2011-04-22

Pelo madeiro da cruz veio a alegria do mundo inteiro

Crianças que nunca ouviram nada sobre Jesus Cristo perguntam muitas vezes o que significa esse sofredor na cruz. Adeptos de outras religiões admiram-se com o fato de que representamos um deus crucificado. Quando pessoas não batizadas provenientes dos estados alemães ex-comunistas visitam uma igreja, frequentemente não sabem como lidar com as representações da crucificação. Quando procuramos explicar-lhes as representações da crucificação, precisamos de muita sensibilidade e delicadeza. 

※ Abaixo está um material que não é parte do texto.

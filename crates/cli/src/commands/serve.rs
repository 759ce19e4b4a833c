//! `agentbridge serve`: start the HTTP gateway.

use std::path::Path;

use tracing::{debug, info};

use super::load_config;

pub async fn run(
    config_path: Option<&Path>,
    port_override: Option<u16>,
) -> Result<(), Box<dyn std::error::Error>> {
    let mut config = load_config(config_path)?;

    if let Some(port) = port_override {
        debug!(port, "Port overridden on the command line");
        config.gateway.port = port;
    }

    println!("AgentBridge Gateway");
    println!("   Listening: {}:{}", config.gateway.host, config.gateway.port);
    println!("   Backend:   {}", config.backend.base_url);
    if config.gateway.debug_sessions {
        println!("   Debug:     /debug/sessions enabled");
    }

    info!(
        backend = %config.backend.base_url,
        project = config.backend.project.as_deref().unwrap_or("-"),
        "Starting gateway"
    );
    agentbridge_gateway::start(config).await?;

    Ok(())
}
//! Agent directory: resolves a caller's `model` to a backend agent.

use std::collections::BTreeMap;
use std::sync::{Arc, RwLock};

use agentbridge_core::backend::{AgentBackend, AgentInfo};
use agentbridge_core::error::{BackendError, Error, Result};
use tracing::{info, warn};

/// Agents known to the backend, keyed by name.
pub struct AgentDirectory {
    backend: Arc<dyn AgentBackend>,
    agents: RwLock<BTreeMap<String, AgentInfo>>,
}

impl AgentDirectory {
    pub fn new(backend: Arc<dyn AgentBackend>) -> Self {
        Self {
            backend,
            agents: RwLock::new(BTreeMap::new()),
        }
    }

    /// Reload the agent list from the backend, returning how many agents it has.
    pub async fn refresh(&self) -> std::result::Result<usize, BackendError> {
        let agents = self.backend.list_agents().await?;
        let count = agents.len();
        let by_name = agents.into_iter().map(|a| (a.name.clone(), a)).collect();
        *self.agents.write().unwrap_or_else(|e| e.into_inner()) = by_name;
        info!(count, "Agent directory loaded");
        Ok(count)
    }

    fn lookup(&self, model: &str) -> Option<AgentInfo> {
        self.agents
            .read()
            .unwrap_or_else(|e| e.into_inner())
            .get(model)
            .cloned()
    }

    /// Resolve `model` by exact agent name, refreshing once on a miss.
    pub async fn resolve(&self, model: &str) -> Result<AgentInfo> {
        if let Some(agent) = self.lookup(model) {
            return Ok(agent);
        }

        if let Err(e) = self.refresh().await {
            warn!(model, error = %e, "Agent directory refresh failed");
        }

        self.lookup(model).ok_or_else(|| Error::UnknownModel {
            model: model.to_string(),
            available: self.names(),
        })
    }

    /// Known agent names, sorted.
    pub fn names(&self) -> Vec<String> {
        self.agents
            .read()
            .unwrap_or_else(|e| e.into_inner())
            .keys()
            .cloned()
            .collect()
    }

    pub fn len(&self) -> usize {
        self.agents.read().unwrap_or_else(|e| e.into_inner()).len()
    }

    pub fn is_empty(&self) -> bool {
        self.len() == 0
    }
}

#[cfg(test)]
mod tests {
    use super::*;
    use crate::test_helpers::{Call, RecordingBackend};

    #[tokio::test]
    async fn resolves_loaded_agent_without_backend_call() {
        let backend = Arc::new(RecordingBackend::new().with_agent("agent-1", "helper"));
        let directory = AgentDirectory::new(backend.clone());
        assert_eq!(directory.refresh().await.unwrap(), 1);
        backend.clear_calls();

        let agent = directory.resolve("helper").await.unwrap();
        assert_eq!(agent.id, "agent-1");
        assert!(backend.calls().is_empty());
    }

    #[tokio::test]
    async fn miss_refreshes_once() {
        let backend = Arc::new(RecordingBackend::new().with_agent("agent-1", "helper"));
        let directory = AgentDirectory::new(backend.clone());

        let agent = directory.resolve("helper").await.unwrap();
        assert_eq!(agent.name, "helper");
        assert_eq!(backend.calls(), vec![Call::ListAgents]);
    }

    #[tokio::test]
    async fn unknown_model_lists_available() {
        let backend = Arc::new(
            RecordingBackend::new()
                .with_agent("agent-1", "helper")
                .with_agent("agent-2", "coder"),
        );
        let directory = AgentDirectory::new(backend);

        match directory.resolve("gpt-4").await {
            Err(Error::UnknownModel { model, available }) => {
                assert_eq!(model, "gpt-4");
                assert_eq!(available, vec!["coder", "helper"]);
            }
            other => panic!("expected UnknownModel, got {other:?}"),
        }
    }

    #[tokio::test]
    async fn unreachable_backend_is_unknown_model() {
        let mut backend = RecordingBackend::new();
        backend.fail_agents = true;
        let directory = AgentDirectory::new(Arc::new(backend));

        assert!(directory.refresh().await.is_err());
        let err = directory.resolve("helper").await.unwrap_err();
        assert!(err.is_client_error());
        assert!(directory.is_empty());
    }
}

Cada representação da cruz tem seu valor. Mas certamente é demasiadamente unilateral quando lhes mostramos somente representações dramáticas da crucificação. Segundo sua história, a cruz é um sinal de vitória. Foi decorada e cercada de muitas imagens. Essa riqueza da iconografia cristã faria bem às nossas igrejas. Mas também as abordagens do sofrimento têm seu sentido. Pois, num mundo onde se fecham os olhos ao sofrimento, as representações da cruz nos lembram que nem tudo em nossa vida dá certo.

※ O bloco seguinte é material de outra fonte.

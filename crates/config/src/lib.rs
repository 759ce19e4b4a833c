//! Configuration loading, validation, and management for AgentBridge.
//!
//! Loads configuration from `~/.agentbridge/config.toml` (or an explicit
//! path) with environment variable overrides. Validates all settings at
//! startup.

use serde::{Deserialize, Serialize};
use std::path::{Path, PathBuf};

/// The root configuration structure.
///
/// Maps directly to `~/.agentbridge/config.toml`.
#[derive(Debug, Clone, Default, Serialize, Deserialize)]
pub struct AppConfig {
    /// Agent backend connection
    #[serde(default)]
    pub backend: BackendConfig,

    /// HTTP gateway settings
    #[serde(default)]
    pub gateway: GatewayConfig,

    /// Session overlay state cache
    #[serde(default)]
    pub sessions: CacheConfig,

    /// Derived session-key cache.
    ///
    /// Configured independently of `sessions`; the two may drift.
    #[serde(default)]
    pub session_keys: CacheConfig,

    /// Proxy tool settings
    #[serde(default)]
    pub tools: ToolsConfig,
}

/// Redact a secret string for Debug output.
fn redact(s: &Option<String>) -> &'static str {
    match s {
        Some(_) => "[REDACTED]",
        None => "None",
    }
}

#[derive(Clone, Serialize, Deserialize)]
pub struct BackendConfig {
    #[serde(default = "default_base_url")]
    pub base_url: String,

    #[serde(default, skip_serializing_if = "Option::is_none")]
    pub api_key: Option<String>,

    /// Project name sent to hosted backends
    #[serde(default, skip_serializing_if = "Option::is_none")]
    pub project: Option<String>,

    #[serde(default = "default_timeout_secs")]
    pub timeout_secs: u64,
}

fn default_base_url() -> String {
    "http://localhost:8283".into()
}
fn default_timeout_secs() -> u64 {
    300
}

impl Default for BackendConfig {
    fn default() -> Self {
        Self {
            base_url: default_base_url(),
            api_key: None,
            project: None,
            timeout_secs: default_timeout_secs(),
        }
    }
}

impl std::fmt::Debug for BackendConfig {
    fn fmt(&self, f: &mut std::fmt::Formatter<'_>) -> std::fmt::Result {
        f.debug_struct("BackendConfig")
            .field("base_url", &self.base_url)
            .field("api_key", &redact(&self.api_key))
            .field("project", &self.project)
            .field("timeout_secs", &self.timeout_secs)
            .finish()
    }
}

#[derive(Debug, Clone, Serialize, Deserialize)]
pub struct GatewayConfig {
    #[serde(default = "default_port")]
    pub port: u16,

    #[serde(default = "default_host")]
    pub host: String,

    /// Maximum request body size; system prompts can be large
    #[serde(default = "default_body_limit")]
    pub body_limit_bytes: usize,

    /// Expose the read-only `/debug/sessions` dump
    #[serde(default)]
    pub debug_sessions: bool,

    /// Allowed CORS origins; empty disables CORS headers
    #[serde(default)]
    pub cors_origins: Vec<String>,
}

fn default_port() -> u16 {
    8400
}
fn default_host() -> String {
    "127.0.0.1".into()
}
fn default_body_limit() -> usize {
    8 * 1024 * 1024
}

impl Default for GatewayConfig {
    fn default() -> Self {
        Self {
            port: default_port(),
            host: default_host(),
            body_limit_bytes: default_body_limit(),
            debug_sessions: false,
            cors_origins: vec![],
        }
    }
}

/// Capacity and TTL of one process-local cache.
#[derive(Debug, Clone, PartialEq, Eq, Serialize, Deserialize)]
pub struct CacheConfig {
    #[serde(default = "default_max_entries")]
    pub max_entries: usize,

    #[serde(default = "default_ttl_seconds")]
    pub ttl_seconds: u64,
}

fn default_max_entries() -> usize {
    100
}
fn default_ttl_seconds() -> u64 {
    3 * 60 * 60
}

impl CacheConfig {
    pub fn ttl(&self) -> std::time::Duration {
        std::time::Duration::from_secs(self.ttl_seconds)
    }
}

impl Default for CacheConfig {
    fn default() -> Self {
        Self {
            max_entries: default_max_entries(),
            ttl_seconds: default_ttl_seconds(),
        }
    }
}

#[derive(Debug, Clone, Serialize, Deserialize)]
pub struct ToolsConfig {
    /// Prefix that marks backend tools owned by the gateway
    #[serde(default = "default_tool_prefix")]
    pub prefix: String,
}

fn default_tool_prefix() -> String {
    "proxy_".into()
}

impl Default for ToolsConfig {
    fn default() -> Self {
        Self {
            prefix: default_tool_prefix(),
        }
    }
}

impl AppConfig {
    /// Load configuration from the default path (~/.agentbridge/config.toml).
    pub fn load() -> Result<Self, ConfigError> {
        Self::load_with_env(&Self::config_dir().join("config.toml"))
    }

    /// Load from `path`, then apply environment overrides and validate.
    ///
    /// Recognised variables:
    /// - `LETTA_BASE_URL`, `LETTA_API_KEY`, `LETTA_PROJECT`
    /// - `PROXY_DEBUG_SESSIONS=1`
    /// - `AGENTBRIDGE_PORT`
    pub fn load_with_env(path: &Path) -> Result<Self, ConfigError> {
        let mut config = Self::load_from(path)?;
        config.apply_env(|key| std::env::var(key).ok())?;
        config.validate()?;
        Ok(config)
    }

    /// Load configuration from a specific file path.
    pub fn load_from(path: &Path) -> Result<Self, ConfigError> {
        if !path.exists() {
            tracing::info!("No config file found at {}, using defaults", path.display());
            return Ok(Self::default());
        }

        let content = std::fs::read_to_string(path).map_err(|e| ConfigError::ReadError {
            path: path.to_path_buf(),
            reason: e.to_string(),
        })?;

        let config: Self = toml::from_str(&content).map_err(|e| ConfigError::ParseError {
            path: path.to_path_buf(),
            reason: e.to_string(),
        })?;

        config.validate()?;
        Ok(config)
    }

    /// Apply overrides from an environment lookup function.
    fn apply_env(&mut self, var: impl Fn(&str) -> Option<String>) -> Result<(), ConfigError> {
        if let Some(url) = var("LETTA_BASE_URL") {
            self.backend.base_url = url;
        }
        if let Some(key) = var("LETTA_API_KEY") {
            self.backend.api_key = Some(key);
        }
        if let Some(project) = var("LETTA_PROJECT") {
            self.backend.project = Some(project);
        }
        if let Some(flag) = var("PROXY_DEBUG_SESSIONS") {
            self.gateway.debug_sessions = flag == "1";
        }
        if let Some(port) = var("AGENTBRIDGE_PORT") {
            self.gateway.port = port.parse().map_err(|_| {
                ConfigError::ValidationError(format!("AGENTBRIDGE_PORT is not a port: {port}"))
            })?;
        }
        Ok(())
    }

    /// Get the configuration directory path.
    pub fn config_dir() -> PathBuf {
        dirs_home().join(".agentbridge")
    }

    /// Validate the configuration.
    pub fn validate(&self) -> Result<(), ConfigError> {
        let url = &self.backend.base_url;
        if !(url.starts_with("http://") || url.starts_with("https://")) {
            return Err(ConfigError::ValidationError(format!(
                "backend.base_url must start with http:// or https:// (got '{url}')"
            )));
        }

        for (name, cache) in [("sessions", &self.sessions), ("session_keys", &self.session_keys)] {
            if cache.max_entries == 0 {
                return Err(ConfigError::ValidationError(format!(
                    "{name}.max_entries must be > 0"
                )));
            }
            if cache.ttl_seconds == 0 {
                return Err(ConfigError::ValidationError(format!(
                    "{name}.ttl_seconds must be > 0"
                )));
            }
        }

        if self.tools.prefix.is_empty() {
            return Err(ConfigError::ValidationError(
                "tools.prefix must not be empty".into(),
            ));
        }
        let mut prefix_chars = self.tools.prefix.chars();
        let leads = prefix_chars
            .next()
            .is_some_and(|c| c.is_ascii_alphabetic() || c == '_');
        if !leads || !prefix_chars.all(|c| c.is_ascii_alphanumeric() || c == '_') {
            return Err(ConfigError::ValidationError(format!(
                "tools.prefix '{}' must be a Python identifier",
                self.tools.prefix
            )));
        }

        Ok(())
    }

    /// Whether the two caches are configured differently.
    pub fn caches_diverge(&self) -> bool {
        self.sessions != self.session_keys
    }

    /// Whether the backend looks like the hosted cloud service.
    pub fn is_hosted_backend(&self) -> bool {
        self.backend.base_url.contains("letta.com")
    }

    /// A copy safe to print: the API key is masked.
    pub fn redacted(&self) -> Self {
        let mut config = self.clone();
        if config.backend.api_key.is_some() {
            config.backend.api_key = Some("[REDACTED]".into());
        }
        config
    }

    /// Generate a default config TOML string.
    pub fn default_toml() -> String {
        let config = Self::default();
        toml::to_string_pretty(&config).unwrap_or_default()
    }
}

/// Get the user's home directory.
fn dirs_home() -> PathBuf {
    #[cfg(target_os = "windows")]
    {
        std::env::var("USERPROFILE")
            .map(PathBuf::from)
            .unwrap_or_else(|_| PathBuf::from("C:\\Users\\Default"))
    }
    #[cfg(not(target_os = "windows"))]
    {
        std::env::var("HOME")
            .map(PathBuf::from)
            .unwrap_or_else(|_| PathBuf::from("/tmp"))
    }
}

/// Configuration errors.
#[derive(Debug, thiserror::Error)]
pub enum ConfigError {
    #[error("Failed to read config file at {path}: {reason}")]
    ReadError { path: PathBuf, reason: String },

    #[error("Failed to parse config file at {path}: {reason}")]
    ParseError { path: PathBuf, reason: String },

    #[error("Configuration validation failed: {0}")]
    ValidationError(String),
}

Justamente ao colocar diante dos nossos olhos também o negativo, pode-se dissipar nosso medo dele. Pois tudo é transformado na ressurreição. A Igreja antiga vinculou a simbologia da ressurreição à simbologia da cruz. Essa maneira manifesta-se ainda nas cruzes triunfais românticas, por exemplo, na catedral de Halberstadt, nas igrejas de Wechselburg ou Freiberg, principalmente na região Saxônia. Ali, Cristo é representado em pé sobre o dragão. E sob a cruz, Adão levanta-se do túmulo. Aqui se representa menos o sofrimento do que a perfeição da morte. 

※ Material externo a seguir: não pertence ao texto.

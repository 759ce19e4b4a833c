//! Error types for the AgentBridge domain.
//!
//! Uses `thiserror` for ergonomic error definitions.
//! Backend-call failures are a bounded context of their own so the
//! reconciliation layer can consume them as values instead of aborting.

use thiserror::Error;

/// The top-level error type for request-boundary failures.
#[derive(Debug, Error)]
pub enum Error {
    // --- Backend errors ---
    #[error("Backend error: {0}")]
    Backend(#[from] BackendError),

    // --- Caller errors ---
    #[error("Unknown model: {model}. Available models: {available:?}")]
    UnknownModel {
        model: String,
        available: Vec<String>,
    },

    #[error("messages required")]
    MissingMessages,

    // --- Configuration errors ---
    #[error("Configuration error: {message}")]
    Config { message: String },

    // --- Serialization ---
    #[error("Serialization error: {0}")]
    Serialization(#[from] serde_json::Error),

    // --- Generic ---
    #[error("Internal error: {0}")]
    Internal(String),
}

impl Error {
    /// Whether the caller sent something we cannot serve (as opposed to a
    /// failure on our side or the backend's).
    pub fn is_client_error(&self) -> bool {
        matches!(self, Self::UnknownModel { .. } | Self::MissingMessages)
    }
}

/// Result type alias using our Error.
pub type Result<T> = std::result::Result<T, Error>;

// --- Bounded context errors ---

/// A failure talking to the agent backend (network, auth, validation).
#[derive(Debug, Clone, Error)]
pub enum BackendError {
    #[error("API request failed: {message} (status: {status_code})")]
    ApiError { status_code: u16, message: String },

    #[error("Authentication failed: {0}")]
    AuthenticationFailed(String),

    #[error("Resource not found: {0}")]
    NotFound(String),

    #[error("Invalid backend response: {0}")]
    InvalidResponse(String),

    #[error("Backend returned a resource without an id: {0}")]
    MissingHandle(String),

    #[error("Stream interrupted: {0}")]
    StreamInterrupted(String),

    #[error("Network error: {0}")]
    Network(String),
}

/// A single tool that could not be reconciled during a registry sync.
#[derive(Debug, Clone, Error)]
#[error("Tool sync failed for {tool}: {reason}")]
pub struct ToolSyncFailure {
    pub tool: String,
    pub reason: String,
}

Antes de poder explicar a outras pessoas o que significa a representação da crucificação, precisamos prestar contas a nós mesmos, perguntando-nos se entendemos realmente a mensagem intencionada da arte. Precisamos mergulhar nas representações da cruz através da meditação.  Então veremos que não são simplesmente meras representações do sofrimento, mas sempre imagens da superação de todo sofrimento, imagens de esperança e consolo, imagens que querem levar luz para as nossas trevas, confiança para nossos medos e alegria para nossas tristezas. Cantamos numa antífona da Sexta-feira Santa: “Pois pelo madeiro da cruz veio a alegria do mundo inteiro”. 

Autor e Fonte: Anselm Grün, monge. A Cruz, a imagem do ser humano redimido, 2010.